[Collected data entries]
<<<<

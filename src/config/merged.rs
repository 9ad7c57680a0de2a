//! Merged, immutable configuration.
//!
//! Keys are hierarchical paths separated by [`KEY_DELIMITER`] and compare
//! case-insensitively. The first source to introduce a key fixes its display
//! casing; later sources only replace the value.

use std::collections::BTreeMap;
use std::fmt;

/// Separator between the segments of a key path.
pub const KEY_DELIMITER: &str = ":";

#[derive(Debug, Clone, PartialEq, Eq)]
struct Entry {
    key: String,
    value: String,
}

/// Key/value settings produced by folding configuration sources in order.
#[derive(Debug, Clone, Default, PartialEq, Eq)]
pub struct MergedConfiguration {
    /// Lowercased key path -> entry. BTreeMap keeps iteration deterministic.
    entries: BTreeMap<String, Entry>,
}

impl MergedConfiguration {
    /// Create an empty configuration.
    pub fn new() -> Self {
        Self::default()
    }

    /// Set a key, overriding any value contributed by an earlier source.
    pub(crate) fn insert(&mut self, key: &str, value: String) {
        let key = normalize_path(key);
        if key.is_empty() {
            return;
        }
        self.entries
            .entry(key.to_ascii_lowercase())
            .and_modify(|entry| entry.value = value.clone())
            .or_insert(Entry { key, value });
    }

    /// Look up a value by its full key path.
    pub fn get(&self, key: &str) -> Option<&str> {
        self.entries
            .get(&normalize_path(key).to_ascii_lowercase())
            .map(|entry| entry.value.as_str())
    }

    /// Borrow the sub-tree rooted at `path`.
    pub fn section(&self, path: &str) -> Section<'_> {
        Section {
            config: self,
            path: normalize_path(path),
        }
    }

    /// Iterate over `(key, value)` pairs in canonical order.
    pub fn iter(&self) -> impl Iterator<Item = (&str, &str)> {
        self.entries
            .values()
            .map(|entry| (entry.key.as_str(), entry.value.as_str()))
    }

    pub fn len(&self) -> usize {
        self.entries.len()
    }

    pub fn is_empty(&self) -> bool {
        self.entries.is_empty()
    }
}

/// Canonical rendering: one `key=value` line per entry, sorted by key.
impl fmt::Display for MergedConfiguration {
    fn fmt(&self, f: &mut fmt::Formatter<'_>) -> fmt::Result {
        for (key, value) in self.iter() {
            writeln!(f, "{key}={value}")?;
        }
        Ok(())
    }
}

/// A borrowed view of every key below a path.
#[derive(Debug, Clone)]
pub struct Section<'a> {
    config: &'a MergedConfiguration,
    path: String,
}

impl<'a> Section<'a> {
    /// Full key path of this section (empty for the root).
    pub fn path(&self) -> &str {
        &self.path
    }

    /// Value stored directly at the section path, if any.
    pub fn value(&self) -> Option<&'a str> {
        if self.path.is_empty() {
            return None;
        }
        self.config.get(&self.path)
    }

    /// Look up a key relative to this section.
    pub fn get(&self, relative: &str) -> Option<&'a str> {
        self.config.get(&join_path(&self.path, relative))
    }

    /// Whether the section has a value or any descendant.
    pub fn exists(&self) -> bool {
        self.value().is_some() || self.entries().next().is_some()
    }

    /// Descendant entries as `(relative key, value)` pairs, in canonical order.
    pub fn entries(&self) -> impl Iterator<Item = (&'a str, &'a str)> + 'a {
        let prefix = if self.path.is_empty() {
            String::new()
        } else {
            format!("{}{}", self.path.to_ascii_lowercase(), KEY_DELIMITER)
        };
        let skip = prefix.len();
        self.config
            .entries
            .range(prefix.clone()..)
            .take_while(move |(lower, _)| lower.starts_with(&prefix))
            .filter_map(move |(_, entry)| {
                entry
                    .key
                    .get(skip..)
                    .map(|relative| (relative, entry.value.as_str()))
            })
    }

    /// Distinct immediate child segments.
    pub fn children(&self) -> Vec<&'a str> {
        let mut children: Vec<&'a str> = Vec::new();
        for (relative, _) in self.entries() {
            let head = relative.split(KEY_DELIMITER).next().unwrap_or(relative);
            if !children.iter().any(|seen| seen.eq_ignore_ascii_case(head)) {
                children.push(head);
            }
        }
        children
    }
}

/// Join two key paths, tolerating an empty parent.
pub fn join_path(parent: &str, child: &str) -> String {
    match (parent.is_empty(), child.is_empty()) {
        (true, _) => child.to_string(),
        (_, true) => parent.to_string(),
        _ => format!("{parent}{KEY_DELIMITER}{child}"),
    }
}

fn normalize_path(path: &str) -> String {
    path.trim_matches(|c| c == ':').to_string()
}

>>>>

Return each entry exactly. Leave none out.

▶ Written response:
filename src/config/merged.rs
repository 9ad7c57680a0de2a
//! Merged, immutable configuration.
//!
//! Keys are hierarchical paths separated by [`KEY_DELIMITER`] and compare
//! case-insensitively. The first source to introduce a key fixes its display
//! casing; later sources only replace the value.

use std::collections::BTreeMap;
use std::fmt;

/// Separator between the segments of a key path.
pub const KEY_DELIMITER: &str = ":";

#[derive(Debug, Clone, PartialEq, Eq)]
struct Entry {
    key: String,
    value: String,
}

/// Key/value settings produced by folding configuration sources in order.
#[derive(Debug, Clone, Default, PartialEq, Eq)]
pub struct MergedConfiguration {
    /// Lowercased key path -> entry. BTreeMap keeps iteration deterministic.
    entries: BTreeMap<String, Entry>,
}

impl MergedConfiguration {
    /// Create an empty configuration.
    pub fn new() -> Self {
        Self::default()
    }

    /// Set a key, overriding any value contributed by an earlier source.
    pub(crate) fn insert(&mut self, key: &str, value: String) {
        let key = normalize_path(key);
        if key.is_empty() {
            return;
        }
        self.entries
            .entry(key.to_ascii_lowercase())
            .and_modify(|entry| entry.value = value.clone())
            .or_insert(Entry { key, value });
    }

    /// Look up a value by its full key path.
    pub fn get(&self, key: &str) -> Option<&str> {
        self.entries
            .get(&normalize_path(key).to_ascii_lowercase())
            .map(|entry| entry.value.as_str())
    }

    /// Borrow the sub-tree rooted at `path`.
    pub fn section(&self, path: &str) -> Section<'_> {
        Section {
            config: self,
            path: normalize_path(path),
        }
    }

    /// Iterate over `(key, value)` pairs in canonical order.
    pub fn iter(&self) -> impl Iterator<Item = (&str, &str)> {
        self.entries
            .values()
            .map(|entry| (entry.key.as_str(), entry.value.as_str()))
    }

    pub fn len(&self) -> usize {
        self.entries.len()
    }

    pub fn is_empty(&self) -> bool {
        self.entries.is_empty()
    }
}

/// Canonical rendering: one `key=value` line per entry, sorted by key.
impl fmt::Display for MergedConfiguration {
    fn fmt(&self, f: &mut fmt::Formatter<'_>) -> fmt::Result {
        for (key, value) in self.iter() {
            writeln!(f, "{key}={value}")?;
        }
        Ok(())
    }
}

/// A borrowed view of every key below a path.
#[derive(Debug, Clone)]
pub struct Section<'a> {
    config: &'a MergedConfiguration,
    path: String,
}

impl<'a> Section<'a> {
    /// Full key path of this section (empty for the root).
    pub fn path(&self) -> &str {
        &self.path
    }

    /// Value stored directly at the section path, if any.
    pub fn value(&self) -> Option<&'a str> {
        if self.path.is_empty() {
            return None;
        }
        self.config.get(&self.path)
    }

    /// Look up a key relative to this section.
    pub fn get(&self, relative: &str) -> Option<&'a str> {
        self.config.get(&join_path(&self.path, relative))
    }

    /// Whether the section has a value or any descendant.
    pub fn exists(&self) -> bool {
        self.value().is_some() || self.entries().next().is_some()
    }

    /// Descendant entries as `(relative key, value)` pairs, in canonical order.
    pub fn entries(&self) -> impl Iterator<Item = (&'a str, &'a str)> + 'a {
        let prefix = if self.path.is_empty() {
            String::new()
        } else {
            format!("{}{}", self.path.to_ascii_lowercase(), KEY_DELIMITER)
        };
        let skip = prefix.len();
        self.config
            .entries
            .range(prefix.clone()..)
            .take_while(move |(lower, _)| lower.starts_with(&prefix))
            .filter_map(move |(_, entry)| {
                entry
                    .key
                    .get(skip..)
                    .map(|relative| (relative, entry.value.as_str()))
            })
    }

    /// Distinct immediate child segments.
    pub fn children(&self) -> Vec<&'a str> {
        let mut children: Vec<&'a str> = Vec::new();
        for (relative, _) in self.entries() {
            let head = relative.split(KEY_DELIMITER).next().unwrap_or(relative);
            if !children.iter().any(|seen| seen.eq_ignore_ascii_case(head)) {
                children.push(head);
            }
        }
        children
    }
}

/// Join two key paths, tolerating an empty parent.
pub fn join_path(parent: &str, child: &str) -> String {
    match (parent.is_empty(), child.is_empty()) {
        (true, _) => child.to_string(),
        (_, true) => parent.to_string(),
        _ => format!("{parent}{KEY_DELIMITER}{child}"),
    }
}

fn normalize_path(path: &str) -> String {
    path.trim_matches(|c| c == ':').to_string()
}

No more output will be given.